The data
........

use std::fmt::{Debug, Formatter};

use chunksign_core::utils::Redact;
use chunksign_core::{Context, Error, Result};
use serde::Deserialize;

use crate::checksum::ChecksumAlgorithm;
use crate::constants::*;

/// Config for the SigV4 request signer.
///
/// Every field is optional, unset fields fall back to the signer defaults.
#[derive(Clone, Default, Deserialize)]
#[serde(default, rename_all = "snake_case")]
pub struct Config {
    /// `region` will be loaded from:
    ///
    /// - this field if it's `is_some`
    /// - env value: [`AWS_REGION`]
    pub region: Option<String>,
    /// Signing name of the service, `s3` for example.
    pub service: Option<String>,
    /// `access_key_id` will be loaded from
    ///
    /// - this field if it's `is_some`
    /// - env value: [`AWS_ACCESS_KEY_ID`]
    pub access_key_id: Option<String>,
    /// `secret_access_key` will be loaded from
    ///
    /// - this field if it's `is_some`
    /// - env value: [`AWS_SECRET_ACCESS_KEY`]
    pub secret_access_key: Option<String>,
    /// `session_token` will be loaded from
    ///
    /// - this field if it's `is_some`
    /// - env value: [`AWS_SESSION_TOKEN`]
    pub session_token: Option<String>,

    /// Hash the payload instead of sending `UNSIGNED-PAYLOAD`.
    pub payload_signing: Option<bool>,
    /// Frame the payload with `aws-chunked`.
    pub chunk_encoding: Option<bool>,
    /// Size of each data chunk, at least 8 KiB.
    pub chunk_size: Option<usize>,
    /// Flexible checksum sent as header or trailer.
    pub checksum_algorithm: Option<ChecksumAlgorithm>,
    /// Encode the path twice, defaults to `true` for every service but S3.
    pub double_url_encode: Option<bool>,
    /// Normalize the path, defaults to `true` for every service but S3.
    pub normalize_path: Option<bool>,
}

impl Debug for Config {
    fn fmt(&self, f: &mut Formatter<'_>) -> std::fmt::Result {
        f.debug_struct("Config")
            .field("region", &self.region)
            .field("service", &self.service)
            .field("access_key_id", &Redact::from(&self.access_key_id))
            .field("secret_access_key", &Redact::from(&self.secret_access_key))
            .field("session_token", &Redact::from(&self.session_token))
            .field("payload_signing", &self.payload_signing)
            .field("chunk_encoding", &self.chunk_encoding)
            .field("chunk_size", &self.chunk_size)
            .field("checksum_algorithm", &self.checksum_algorithm)
            .field("double_url_encode", &self.double_url_encode)
            .field("normalize_path", &self.normalize_path)
            .finish()
    }
}

impl Config {
    /// Parse config from a JSON document.
    pub fn from_json(input: &str) -> Result<Self> {
        serde_json::from_str(input)
            .map_err(|e| Error::config_invalid("failed to parse signer config").with_source(e))
    }

    /// Load config from env.
    ///
    /// Values already set stay untouched.
    pub fn from_env(mut self, ctx: &Context) -> Self {
        let envs = ctx.env_vars();

        if self.region.is_none() {
            self.region = envs.get(AWS_REGION).cloned();
        }
        if self.access_key_id.is_none() {
            self.access_key_id = envs.get(AWS_ACCESS_KEY_ID).cloned();
        }
        if self.secret_access_key.is_none() {
            self.secret_access_key = envs.get(AWS_SECRET_ACCESS_KEY).cloned();
        }
        if self.session_token.is_none() {
            self.session_token = envs.get(AWS_SESSION_TOKEN).cloned();
        }

        self
    }
}

#[cfg(test)]
mod tests {
    use super::*;
    use chunksign_core::{ErrorKind, StaticEnv};
    use pretty_assertions::assert_eq;

    #[test]
    fn test_from_json() -> Result<()> {
        let cfg = Config::from_json(
            r#"{
                "region": "us-west-2",
                "service": "s3",
                "payload_signing": true,
                "chunk_encoding": true,
                "chunk_size": 65536,
                "checksum_algorithm": "CRC32C"
            }"#,
        )?;

        assert_eq!(cfg.region.as_deref(), Some("us-west-2"));
        assert_eq!(cfg.service.as_deref(), Some("s3"));
        assert_eq!(cfg.payload_signing, Some(true));
        assert_eq!(cfg.chunk_size, Some(65536));
        assert_eq!(cfg.checksum_algorithm, Some(ChecksumAlgorithm::Crc32c));
        assert_eq!(cfg.double_url_encode, None);
        Ok(())
    }

    #[test]
    fn test_malformed_json_is_config_error() {
        for input in [
            "{",
            r#"{"chunk_size": "big"}"#,
            r#"{"checksum_algorithm": "MD5"}"#,
        ] {
            let err = Config::from_json(input).expect_err("must fail");
            assert_eq!(err.kind(), ErrorKind::ConfigInvalid, "{input}");
            assert!(!err.is_retryable());
        }
    }

    #[test]
    fn test_from_env_keeps_explicit_values() {
        let ctx = Context::new().with_env(StaticEnv::from_pairs([
            (AWS_REGION, "eu-central-1"),
            (AWS_ACCESS_KEY_ID, "env_ak"),
            (AWS_SECRET_ACCESS_KEY, "env_sk"),
        ]));

        let cfg = Config {
            access_key_id: Some("explicit_ak".to_string()),
            ..Default::default()
        }
        .from_env(&ctx);

        assert_eq!(cfg.region.as_deref(), Some("eu-central-1"));
        assert_eq!(cfg.access_key_id.as_deref(), Some("explicit_ak"));
        assert_eq!(cfg.secret_access_key.as_deref(), Some("env_sk"));
        assert_eq!(cfg.session_token, None);
    }

    #[test]
    fn test_debug_redacts_secrets() {
        let cfg = Config {
            secret_access_key: Some("wJalrXUtnFEMI/K7MDENG+bPxRfiCYEXAMPLEKEY".to_string()),
            ..Default::default()
        };
        assert!(!format!("{cfg:?}").contains("K7MDENG"));
    }
}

........

Task instructions
Return, from the material above, every line with the word "Formatter".

Exercise response
use std::fmt::{Debug, Formatter};
    fn fmt(&self, f: &mut Formatter<'_>) -> std::fmt::Result {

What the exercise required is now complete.